*** Opening INPUT RECORDS ***

//! Terminal presentation: everything here is derived from sequencer
//! events and owns no run lifecycle of its own.

pub mod console;
pub mod dialogs;
pub mod progress;
pub mod rain;
pub mod terminal;
pub mod typing;

use std::io::{self, Write};

/// Write and flush, ignoring a closed stdout
pub(crate) fn emit<W: Write>(out: &mut W, text: &str) {
    let _ = out.write_all(text.as_bytes()).and_then(|_| out.flush());
}

pub(crate) fn emit_line<W: Write>(out: &mut W, text: &str) {
    emit(out, &format!("{}\n", text));
}

/// True when stdout is an interactive terminal
pub fn stdout_is_terminal() -> bool {
    use std::io::IsTerminal;
    io::stdout().is_terminal()
}
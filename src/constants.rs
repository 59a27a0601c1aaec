/// Default geolocation endpoint (no API key required for the basic fields)
pub const DEFAULT_PROVIDER_URL: &str = "https://ipapi.co/json/";

/// Display handle carried by the final injection dialog
pub const DEFAULT_NOTIFY_HANDLE: &str = "teluguscripter";

/// Heading text used as a divider sentinel between row groups
pub const DIVIDER: &str = "—";

/// Capability present but unreadable, or absent altogether
pub const NOT_AVAILABLE: &str = "N/A";

/// Graphics context exists but refuses to disclose its renderer
pub const HIDDEN: &str = "Hidden";

/// Unmatched user-agent classification
pub const UNKNOWN: &str = "Unknown";

/// Shown when the transport failed without a usable message
pub const TRANSPORT_FALLBACK_MESSAGE: &str = "Failed to fetch IP";

/// Shown when the whole collection step failed before the lookup ran
pub const COLLECTION_FALLBACK_MESSAGE: &str = "Failed to fetch IP information";

/// Fallback language when the platform reports none
pub const DEFAULT_LANGUAGE: &str = "en";

/// Fallback timezone when the platform reports none
pub const DEFAULT_TIMEZONE: &str = "UTC";

/// Key written and removed to test storage availability
pub const STORAGE_PROBE_KEY: &str = "__t";

/// Labels rendered as alarming once a run has completed
pub const CRITICAL_LABELS: &[&str] = &[
    "IP",
    "Coords",
    "Do Not Track",
    "Cookies",
    "LocalStorage",
    "SessionStorage",
    "Battery",
];

/// Glyphs used by the ambient rain animation
pub const RAIN_GLYPHS: &str = "01#@$%&*+-/\\|<>[]{}";
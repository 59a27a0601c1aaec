use ghostscan::model::NetworkSnapshot;
use ghostscan::sections::network_items;
use ghostscan::{GeoLookupProvider, LookupError, NetworkSource};
use tokio::io::{AsyncReadExt, AsyncWriteExt};
use tokio::net::TcpListener;

/// Serve one canned HTTP response on a loopback port and return its URL
async fn serve_once(status_line: &'static str, body: &'static str) -> (String, tokio::task::JoinHandle<String>) {
    let listener = TcpListener::bind("127.0.0.1:0").await.unwrap();
    let addr = listener.local_addr().unwrap();
    let handle = tokio::spawn(async move {
        let (mut stream, _) = listener.accept().await.unwrap();
        let mut raw = Vec::new();
        let mut buf = [0u8; 1024];
        while !raw.windows(4).any(|w| w == b"\r\n\r\n") {
            let n = stream.read(&mut buf).await.unwrap();
            if n == 0 {
                break;
            }
            raw.extend_from_slice(&buf[..n]);
        }
        let request = String::from_utf8_lossy(&raw).to_string();
        let response = format!(
            "HTTP/1.1 {}\r\nContent-Type: application/json\r\nContent-Length: {}\r\nConnection: close\r\n\r\n{}",
            status_line,
            body.len(),
            body
        );
        stream.write_all(response.as_bytes()).await.unwrap();
        stream.shutdown().await.ok();
        request
    });
    (format!("http://{}/json/", addr), handle)
}

#[tokio::test]
async fn successful_lookup_parses_optional_fields() {
    let (url, server) = serve_once(
        "200 OK",
        r#"{"ip":"198.51.100.23","city":"Osaka","country_name":"Japan","country_code":"JP","asn":"AS2516","latitude":34.69,"longitude":135.5,"unexpected":[1,2]}"#,
    )
    .await;
    let provider = GeoLookupProvider::new(url, "ghostscan-test/1.0").unwrap();

    let snapshot = provider.lookup().await.unwrap();
    assert_eq!(snapshot.ip.as_deref(), Some("198.51.100.23"));
    assert_eq!(snapshot.city.as_deref(), Some("Osaka"));
    assert_eq!(snapshot.latitude, Some(34.69));
    assert_eq!(snapshot.org, None);
    assert!(!snapshot.is_error());

    let request = server.await.unwrap().to_ascii_lowercase();
    assert!(request.starts_with("get /json/ "));
    assert!(request.contains("cache-control: no-store"));
    assert!(request.contains("user-agent: ghostscan-test/1.0"));
}

#[tokio::test]
async fn non_success_status_is_a_provider_error() {
    let (url, _server) = serve_once("503 Service Unavailable", r#"{"error":"busy"}"#).await;
    let provider = GeoLookupProvider::new(url, "ghostscan-test/1.0").unwrap();

    let err = provider.lookup().await.unwrap_err();
    assert_eq!(err, LookupError::Provider { status: 503 });
    assert_eq!(err.to_string(), "Provider error: 503");
}

#[tokio::test]
async fn malformed_body_is_a_decode_error() {
    let (url, _server) = serve_once("200 OK", "<html>rate limited</html>").await;
    let provider = GeoLookupProvider::new(url, "ghostscan-test/1.0").unwrap();

    let err = provider.lookup().await.unwrap_err();
    assert!(matches!(err, LookupError::Decode(_)));
}

#[tokio::test]
async fn unreachable_endpoint_is_a_transport_error() {
    // bind then drop to get a port nobody listens on
    let listener = TcpListener::bind("127.0.0.1:0").await.unwrap();
    let addr = listener.local_addr().unwrap();
    drop(listener);

    let provider = GeoLookupProvider::new(format!("http://{}/", addr), "ghostscan-test/1.0").unwrap();
    let err = provider.lookup().await.unwrap_err();
    match err {
        LookupError::Transport(message) => assert!(!message.is_empty()),
        other => panic!("expected transport error, got {:?}", other),
    }
}

#[tokio::test]
async fn string_coordinates_are_accepted() {
    let (url, _server) = serve_once(
        "200 OK",
        r#"{"ip":"198.51.100.7","latitude":"38.7223","longitude":"-9.1393","organization_name":"Example","country":"Portugal","asn":64500}"#,
    )
    .await;
    let provider = GeoLookupProvider::new(url, "ghostscan-test/1.0").unwrap();

    let snapshot = provider.lookup().await.unwrap();
    assert!(!snapshot.is_error());
    assert_eq!(snapshot.latitude, Some(38.7223));
    assert_eq!(snapshot.longitude, Some(-9.1393));
    assert_eq!(snapshot.asn.as_ref().map(|a| a.to_string()).as_deref(), Some("64500"));

    let coords = network_items(&snapshot)
        .into_iter()
        .find(|item| item.label() == Some("Coords"))
        .and_then(|item| item.value().map(str::to_string));
    assert_eq!(coords.as_deref(), Some("38.7223, -9.1393"));
}

#[tokio::test]
async fn reserved_address_flag_uses_the_reason() {
    let (url, _server) = serve_once(
        "200 OK",
        r#"{"ip":"127.0.0.1","error":true,"reason":"Reserved IP Address","reserved":true,"version":"IPv4"}"#,
    )
    .await;
    let provider = GeoLookupProvider::new(url, "ghostscan-test/1.0").unwrap();

    let snapshot = provider.lookup().await.unwrap();
    assert_eq!(snapshot.error.as_deref(), Some("Reserved IP Address"));

    let items = network_items(&snapshot);
    assert_eq!(items.len(), 2);
    assert_eq!(items[1].value(), Some("Error: Reserved IP Address"));
}

#[test]
fn empty_or_false_error_is_no_error() {
    let blank: NetworkSnapshot = serde_json::from_str(r#"{"ip":"192.0.2.4","error":""}"#).unwrap();
    assert!(!blank.is_error());
    let flag: NetworkSnapshot = serde_json::from_str(r#"{"ip":"192.0.2.4","error":false}"#).unwrap();
    assert!(!flag.is_error());
    let bare: NetworkSnapshot = serde_json::from_str(r#"{"error":true}"#).unwrap();
    assert_eq!(bare.error.as_deref(), Some("Failed to fetch IP"));
    let garbage: NetworkSnapshot = serde_json::from_str(r#"{"latitude":"north","longitude":null}"#).unwrap();
    assert_eq!(garbage.latitude, None);
}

*** Closing INPUT RECORDS ***

PROBLEM DESCRIPTION —
Look through the material above and print exactly the lines from the one containing "of its own." to the one containing "pub(crate) fn emit_line<W: Write>(out: &mut", both included, and nothing more.

SOLUTION BELOW —
//! events and owns no run lifecycle of its own.

pub mod console;
pub mod dialogs;
pub mod progress;
pub mod rain;
pub mod terminal;
pub mod typing;

use std::io::{self, Write};

/// Write and flush, ignoring a closed stdout
pub(crate) fn emit<W: Write>(out: &mut W, text: &str) {
    let _ = out.write_all(text.as_bytes()).and_then(|_| out.flush());
}

pub(crate) fn emit_line<W: Write>(out: &mut W, text: &str) {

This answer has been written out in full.